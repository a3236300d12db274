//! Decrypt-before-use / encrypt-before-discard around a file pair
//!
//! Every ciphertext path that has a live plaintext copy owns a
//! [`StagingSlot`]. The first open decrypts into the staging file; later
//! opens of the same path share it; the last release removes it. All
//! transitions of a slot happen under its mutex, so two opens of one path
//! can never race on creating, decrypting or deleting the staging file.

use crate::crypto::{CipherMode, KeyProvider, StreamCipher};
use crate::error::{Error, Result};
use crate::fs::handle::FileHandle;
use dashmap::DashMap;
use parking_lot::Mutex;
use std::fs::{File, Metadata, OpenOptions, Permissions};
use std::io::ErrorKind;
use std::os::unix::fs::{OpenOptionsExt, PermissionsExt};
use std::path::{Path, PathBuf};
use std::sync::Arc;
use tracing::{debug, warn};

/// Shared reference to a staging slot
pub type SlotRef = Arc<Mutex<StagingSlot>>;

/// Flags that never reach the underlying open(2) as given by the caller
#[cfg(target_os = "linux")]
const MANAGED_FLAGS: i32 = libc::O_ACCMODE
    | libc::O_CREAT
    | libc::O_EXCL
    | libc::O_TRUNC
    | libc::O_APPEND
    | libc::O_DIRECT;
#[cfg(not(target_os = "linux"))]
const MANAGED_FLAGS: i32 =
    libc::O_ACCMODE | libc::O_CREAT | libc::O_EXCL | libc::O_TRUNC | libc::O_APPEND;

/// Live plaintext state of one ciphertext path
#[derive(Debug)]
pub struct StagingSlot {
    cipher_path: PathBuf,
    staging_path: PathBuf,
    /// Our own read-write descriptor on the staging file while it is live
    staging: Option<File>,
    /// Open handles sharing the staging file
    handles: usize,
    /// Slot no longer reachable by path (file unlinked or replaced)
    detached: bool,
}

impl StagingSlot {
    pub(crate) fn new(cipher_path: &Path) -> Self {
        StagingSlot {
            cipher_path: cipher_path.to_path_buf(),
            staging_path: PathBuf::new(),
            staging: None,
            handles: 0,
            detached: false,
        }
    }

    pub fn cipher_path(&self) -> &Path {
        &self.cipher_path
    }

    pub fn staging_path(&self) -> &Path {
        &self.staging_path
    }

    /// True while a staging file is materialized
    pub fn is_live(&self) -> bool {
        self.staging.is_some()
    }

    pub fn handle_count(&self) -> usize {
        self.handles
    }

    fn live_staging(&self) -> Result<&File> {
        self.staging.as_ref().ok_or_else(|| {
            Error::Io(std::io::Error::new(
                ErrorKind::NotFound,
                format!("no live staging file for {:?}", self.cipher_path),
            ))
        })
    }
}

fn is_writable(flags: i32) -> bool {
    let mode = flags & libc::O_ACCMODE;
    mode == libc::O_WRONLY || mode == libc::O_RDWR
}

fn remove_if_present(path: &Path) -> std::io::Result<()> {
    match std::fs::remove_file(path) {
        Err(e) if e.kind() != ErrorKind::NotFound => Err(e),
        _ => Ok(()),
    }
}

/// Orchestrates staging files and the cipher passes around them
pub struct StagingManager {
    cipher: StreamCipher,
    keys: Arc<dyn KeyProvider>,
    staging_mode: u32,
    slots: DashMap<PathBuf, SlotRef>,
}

==

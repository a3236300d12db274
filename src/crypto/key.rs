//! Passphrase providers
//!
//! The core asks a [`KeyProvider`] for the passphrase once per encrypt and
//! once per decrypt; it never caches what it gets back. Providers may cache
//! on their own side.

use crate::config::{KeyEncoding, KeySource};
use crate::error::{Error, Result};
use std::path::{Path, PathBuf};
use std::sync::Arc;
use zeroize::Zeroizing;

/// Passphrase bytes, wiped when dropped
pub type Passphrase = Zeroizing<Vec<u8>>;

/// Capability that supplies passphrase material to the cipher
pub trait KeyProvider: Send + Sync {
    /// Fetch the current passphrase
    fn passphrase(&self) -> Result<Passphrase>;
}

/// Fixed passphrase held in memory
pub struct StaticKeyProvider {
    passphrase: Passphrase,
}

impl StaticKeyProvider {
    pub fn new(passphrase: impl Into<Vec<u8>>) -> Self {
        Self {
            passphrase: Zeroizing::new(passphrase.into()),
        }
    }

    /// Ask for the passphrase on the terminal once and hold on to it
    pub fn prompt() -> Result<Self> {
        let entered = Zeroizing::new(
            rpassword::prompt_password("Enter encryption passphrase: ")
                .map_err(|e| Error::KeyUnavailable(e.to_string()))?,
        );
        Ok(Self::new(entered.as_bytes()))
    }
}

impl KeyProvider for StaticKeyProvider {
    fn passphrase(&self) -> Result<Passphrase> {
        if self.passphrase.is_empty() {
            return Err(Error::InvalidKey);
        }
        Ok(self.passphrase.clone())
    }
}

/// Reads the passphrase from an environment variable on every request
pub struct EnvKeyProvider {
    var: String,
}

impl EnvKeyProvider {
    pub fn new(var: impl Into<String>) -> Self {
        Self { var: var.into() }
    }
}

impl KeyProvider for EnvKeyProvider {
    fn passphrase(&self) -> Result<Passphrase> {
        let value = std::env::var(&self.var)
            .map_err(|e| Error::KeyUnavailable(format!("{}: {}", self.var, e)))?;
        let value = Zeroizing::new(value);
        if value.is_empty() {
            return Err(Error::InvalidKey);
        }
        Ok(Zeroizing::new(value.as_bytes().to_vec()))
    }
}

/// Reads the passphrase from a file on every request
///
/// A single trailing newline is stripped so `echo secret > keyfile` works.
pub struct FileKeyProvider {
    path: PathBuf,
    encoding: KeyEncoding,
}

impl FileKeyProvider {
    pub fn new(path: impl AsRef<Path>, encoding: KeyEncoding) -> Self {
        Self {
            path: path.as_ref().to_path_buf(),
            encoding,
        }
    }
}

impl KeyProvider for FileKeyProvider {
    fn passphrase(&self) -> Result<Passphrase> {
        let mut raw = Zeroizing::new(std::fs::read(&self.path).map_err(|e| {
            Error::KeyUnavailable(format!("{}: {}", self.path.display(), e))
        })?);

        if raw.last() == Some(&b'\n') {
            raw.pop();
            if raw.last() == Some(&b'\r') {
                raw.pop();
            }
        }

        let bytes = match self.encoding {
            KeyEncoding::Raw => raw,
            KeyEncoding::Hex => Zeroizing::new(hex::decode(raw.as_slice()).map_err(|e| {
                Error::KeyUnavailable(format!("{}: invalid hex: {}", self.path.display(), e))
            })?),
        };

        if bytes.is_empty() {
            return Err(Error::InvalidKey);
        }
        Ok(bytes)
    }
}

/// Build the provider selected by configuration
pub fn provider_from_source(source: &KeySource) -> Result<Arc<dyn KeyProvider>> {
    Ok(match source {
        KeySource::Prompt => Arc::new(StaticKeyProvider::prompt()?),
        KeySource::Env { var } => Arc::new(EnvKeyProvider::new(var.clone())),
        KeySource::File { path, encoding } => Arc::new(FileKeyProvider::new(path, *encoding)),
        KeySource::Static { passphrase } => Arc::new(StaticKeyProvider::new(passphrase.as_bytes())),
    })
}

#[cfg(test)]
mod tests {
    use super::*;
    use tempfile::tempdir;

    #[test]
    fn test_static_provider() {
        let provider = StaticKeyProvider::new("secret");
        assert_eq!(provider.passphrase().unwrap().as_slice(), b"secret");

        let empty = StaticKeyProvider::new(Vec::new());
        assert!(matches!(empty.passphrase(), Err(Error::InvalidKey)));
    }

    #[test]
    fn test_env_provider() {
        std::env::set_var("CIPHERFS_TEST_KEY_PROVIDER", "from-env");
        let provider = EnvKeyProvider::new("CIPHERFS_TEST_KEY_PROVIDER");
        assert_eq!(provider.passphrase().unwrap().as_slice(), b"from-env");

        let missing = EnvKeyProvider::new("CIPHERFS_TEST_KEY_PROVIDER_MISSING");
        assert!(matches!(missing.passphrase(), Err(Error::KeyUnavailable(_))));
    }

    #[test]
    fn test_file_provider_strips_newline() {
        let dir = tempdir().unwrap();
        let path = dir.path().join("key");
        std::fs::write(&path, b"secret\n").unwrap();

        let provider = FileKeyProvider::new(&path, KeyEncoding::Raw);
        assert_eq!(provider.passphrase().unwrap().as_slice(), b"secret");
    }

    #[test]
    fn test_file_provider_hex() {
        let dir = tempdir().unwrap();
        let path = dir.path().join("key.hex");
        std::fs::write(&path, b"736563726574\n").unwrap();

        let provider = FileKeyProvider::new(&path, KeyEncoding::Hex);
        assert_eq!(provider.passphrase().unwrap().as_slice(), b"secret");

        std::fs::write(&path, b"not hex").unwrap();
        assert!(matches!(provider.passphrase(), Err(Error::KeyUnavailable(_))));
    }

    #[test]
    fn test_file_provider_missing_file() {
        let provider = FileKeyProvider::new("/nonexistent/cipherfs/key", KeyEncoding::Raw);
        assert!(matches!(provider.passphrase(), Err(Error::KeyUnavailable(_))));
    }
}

TRY IT:
Scan the data above for the string "usize". Copy every line in which it appears.

SOLVED PROBLEM:
    handles: usize,
    pub fn handle_count(&self) -> usize {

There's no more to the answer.